The third I can’t bring back to memory but I’m sure it goes back a lot farther because my mother’s death happened after my first relationship. So it cannot be what affected that.
After the initial uproar of last night when the transference I was in broke to the surface and completely took me over, I slept well and long. Eventually, even though I thought this would leave like a fireball, matters have settled down quite a bit.
I’m not at all happy about this because I wanted for me to be finished with a lifetime of dropped balls and irretrievable mistakes through some process that might be explosive but would run its course.
I may find out later that to have it run its course might have been too big a strain. I don’t know. But I worry now that it will not run its course and I shudder at thinking of going through this a second time.
What it has contributed to me so far is that I’ve seen the amount of blackness that one accumulates in what we think of as a normal lifetime. I’m riding a bucking bronco at this moment. I’ve sown seeds of blackness and I’m reaping the whirlwind.
I’m shocked and sobered and consider it almost impossible to know how to take a step forward in the face of a such a revelation. I’m at a complete standstill in my life.
This was not a full-life review (1) and it was not an event like “the Judgment.” (2) But it was as impactful an event as I can recall having. The only thing that comes close to it is the day I saw the face of my own ego and that took me a while to recover from it was so frightening. Imagine a red devil with a look of fierceness on its face.
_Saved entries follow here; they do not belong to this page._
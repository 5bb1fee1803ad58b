//! The election engine. Wires the vote ledger and the tamper monitor
//! behind a single lock so admissions, seals, and audits are linearized.

use std::collections::BTreeMap;
use std::sync::RwLock;

use serde::{Deserialize, Serialize};

use tally_ledger::{
    Admission, Block, ChainSummary, Ledger, LedgerConfig, LedgerError, Vote,
};
use tally_monitor::{IntegrityReport, SuspiciousActivity, TamperMonitor, TamperStats};
use tally_types::{CandidateId, Timestamp, VoterId};
use tally_utils::StatsCounter;

const VOTES_ADMITTED: &str = "votes_admitted";
const VOTES_REJECTED: &str = "votes_rejected";
const BLOCKS_SEALED: &str = "blocks_sealed";

/// Combined report for one election: chain shape, per-candidate tallies,
/// and tamper statistics in a single serializable value.
#[derive(Clone, Debug, Serialize, Deserialize)]
pub struct ElectionReport {
    pub chain: ChainSummary,
    pub results: BTreeMap<CandidateId, u64>,
    pub tamper: TamperStats,
}

/// Ledger and monitor live under one lock: the monitor's screen and
/// pattern scans read chain state, so the pair must move together.
struct Inner {
    ledger: Ledger,
    monitor: TamperMonitor,
}

/// A running election.
///
/// This is the embedder-facing entry point. All clock capture happens
/// here; the inner ledger and monitor take explicit timestamps so their
/// behavior stays deterministic under test.
pub struct Election {
    inner: RwLock<Inner>,
    counters: StatsCounter,
}

impl Election {
    /// Open a fresh election. Seals the genesis block before returning.
    pub fn new(config: LedgerConfig) -> Result<Self, LedgerError> {
        let ledger = Ledger::new(config, Timestamp::now())?;
        tracing::info!(
            difficulty = ledger.config().difficulty,
            max_votes_per_block = ledger.config().max_votes_per_block,
            "election opened"
        );
        Ok(Self {
            inner: RwLock::new(Inner {
                ledger,
                monitor: TamperMonitor::new(),
            }),
            counters: StatsCounter::new(&[VOTES_ADMITTED, VOTES_REJECTED, BLOCKS_SEALED]),
        })
    }

    /// Reopen an election from previously persisted blocks.
    ///
    /// The monitor's activity log is not persisted, so the restored
    /// election starts with an empty log. Run [`verify_chain`] or
    /// [`verify_integrity`] after restoring to audit the loaded chain.
    ///
    /// [`verify_chain`]: Election::verify_chain
    /// [`verify_integrity`]: Election::verify_integrity
    pub fn restore(config: LedgerConfig, blocks: Vec<Block>) -> Result<Self, LedgerError> {
        let ledger = Ledger::restore(config, blocks)?;
        tracing::info!(
            blocks = ledger.blocks().len(),
            "election restored from persisted chain"
        );
        Ok(Self {
            inner: RwLock::new(Inner {
                ledger,
                monitor: TamperMonitor::new(),
            }),
            counters: StatsCounter::new(&[VOTES_ADMITTED, VOTES_REJECTED, BLOCKS_SEALED]),
        })
    }

    /// Submit one vote: screen it, admit it, then scan for patterns.
    ///
    /// Screen rejections and ledger rejections both surface as
    /// [`Admission::Rejected`]; an `Err` means sealing itself failed and
    /// the vote was not admitted.
    pub fn submit_vote(&self, vote: Vote) -> Result<Admission, LedgerError> {
        let now = Timestamp::now();
        let mut inner = self.inner.write().unwrap();
        let Inner { ledger, monitor } = &mut *inner;

        if let Some(reason) = monitor.screen(ledger, &vote, now) {
            self.counters.increment(VOTES_REJECTED);
            return Ok(Admission::Rejected { reason });
        }

        let admission = ledger.admit_vote(vote.clone(), now)?;
        match &admission {
            Admission::Accepted { sealed, .. } => {
                self.counters.increment(VOTES_ADMITTED);
                if *sealed {
                    self.counters.increment(BLOCKS_SEALED);
                }
                monitor.scan_patterns(ledger, &vote, now);
            }
            Admission::Rejected { reason } => {
                self.counters.increment(VOTES_REJECTED);
                monitor.observe_rejection(&vote, reason, now);
            }
        }
        Ok(admission)
    }

    /// Seal the pending batch even if it is not full. Returns the new
    /// block's index, or `None` when there was nothing pending.
    pub fn force_seal(&self) -> Result<Option<u64>, LedgerError> {
        let now = Timestamp::now();
        let mut inner = self.inner.write().unwrap();
        let sealed = inner.ledger.force_seal(now)?;
        if sealed.is_some() {
            self.counters.increment(BLOCKS_SEALED);
        }
        Ok(sealed)
    }

    /// Look up the vote a voter has on record, sealed or pending.
    pub fn find_vote_by_voter(&self, voter: &VoterId) -> Option<Vote> {
        self.inner.read().unwrap().ledger.find_vote_by_voter(voter).cloned()
    }

    /// All sealed votes in chain order.
    pub fn all_votes(&self) -> Vec<Vote> {
        self.inner.read().unwrap().ledger.all_votes()
    }

    /// A snapshot of the full chain, genesis included.
    pub fn blocks(&self) -> Vec<Block> {
        self.inner.read().unwrap().ledger.blocks().to_vec()
    }

    /// Number of admitted votes not yet sealed into a block.
    pub fn pending_count(&self) -> usize {
        self.inner.read().unwrap().ledger.pending_count()
    }

    /// Re-derive every block hash and check the chain links up.
    pub fn verify_chain(&self) -> bool {
        self.inner.read().unwrap().ledger.verify_chain()
    }

    /// Chain shape statistics.
    pub fn chain_summary(&self) -> ChainSummary {
        self.inner.read().unwrap().ledger.chain_summary()
    }

    /// Sealed vote tallies per candidate.
    pub fn results(&self) -> BTreeMap<CandidateId, u64> {
        self.inner.read().unwrap().ledger.vote_counts()
    }

    /// Full integrity audit: chain violations, digest collisions, and
    /// future-dated votes.
    pub fn verify_integrity(&self) -> IntegrityReport {
        let now = Timestamp::now();
        let inner = self.inner.read().unwrap();
        inner.monitor.verify_integrity(&inner.ledger, now)
    }

    /// A snapshot of the recorded suspicious activities.
    pub fn activities(&self) -> Vec<SuspiciousActivity> {
        self.inner.read().unwrap().monitor.activities().to_vec()
    }

    /// Activity totals, severity breakdown, and last-hour count.
    pub fn tamper_stats(&self) -> TamperStats {
        let now = Timestamp::now();
        self.inner.read().unwrap().monitor.stats(now)
    }

    /// Drop recorded activities older than `hours`.
    pub fn prune_activities(&self, hours: u64) {
        let now = Timestamp::now();
        self.inner.write().unwrap().monitor.prune_older_than(hours, now);
    }

    /// Facade counters in registration order.
    pub fn counters(&self) -> Vec<(&'static str, u64)> {
        self.counters.snapshot()
    }

    /// Everything an operator dashboard needs in one call.
    pub fn election_report(&self) -> ElectionReport {
        let now = Timestamp::now();
        let inner = self.inner.read().unwrap();
        ElectionReport {
            chain: inner.ledger.chain_summary(),
            results: inner.ledger.vote_counts(),
            tamper: inner.monitor.stats(now),
        }
    }
}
I think my case is being used to show what havoc this can cause for the person involved and others around them. And I imagine I’m expected to find a way to deal with this and to share what I learn about with others. That would make sense to me.
I see why the ascended masters and the celestials are saying so much about clearing. I have a new appreciation for why it’s so important to clear our vasanas and let go of any unfinished business we can. I certainly do. All may not be sweetness and light on our Ascension path, as I’m seeing in spades.
I don’t have access to the higher dimensions, as some people believe I do. I can’t simply chat with AAM myself and I’m not going to bother Linda with a call for a reading.
I have a reading in two days anyways and want to get through this till then. At that point I’ll find out more about what’s happening.
Or AAM may refer to it in An Hour with an Angel, which is about our vasanas and constructed selves. I regard it as unprofessional to insert one’s personal business into an interview so I’ll have to proceed cautiously.
If this were happening to someone whose task is not to go through Ascension publicly, then all of this would go on behind closed doors and no one would know about it.
A very few people around the person concerned might say that he was having a bad hair day. He might consider himself having a normal, quiet “breakdown” behind closed doors. Everyone would try to hush matters up.
But I know this is important and I know it’s important to share about it. And if I emerge from it too badly scarred to carry on, then I’ve reached the end of my rope and I did all I could. I’ll retire and feel good about the ground I was able to cover.
I’m dead in the water except for processing this. On the one hand, I have responsibilities and on the other, I feel completely KOed by what I’ve just been though, assuming that it’s over. (I’m not at all sure that it is, but I don’t know.)
I’m not sure what I can do but I’ll try to continue chronicling what I’m learning from this experience, unless my shame gets the better of me and I draw a halt to it.
I cannot follow external events in this state. Hopefully others can fill in for whatever was my share.
Now I see why AAM has said that I get 200 years off after this! I’m gonna need it.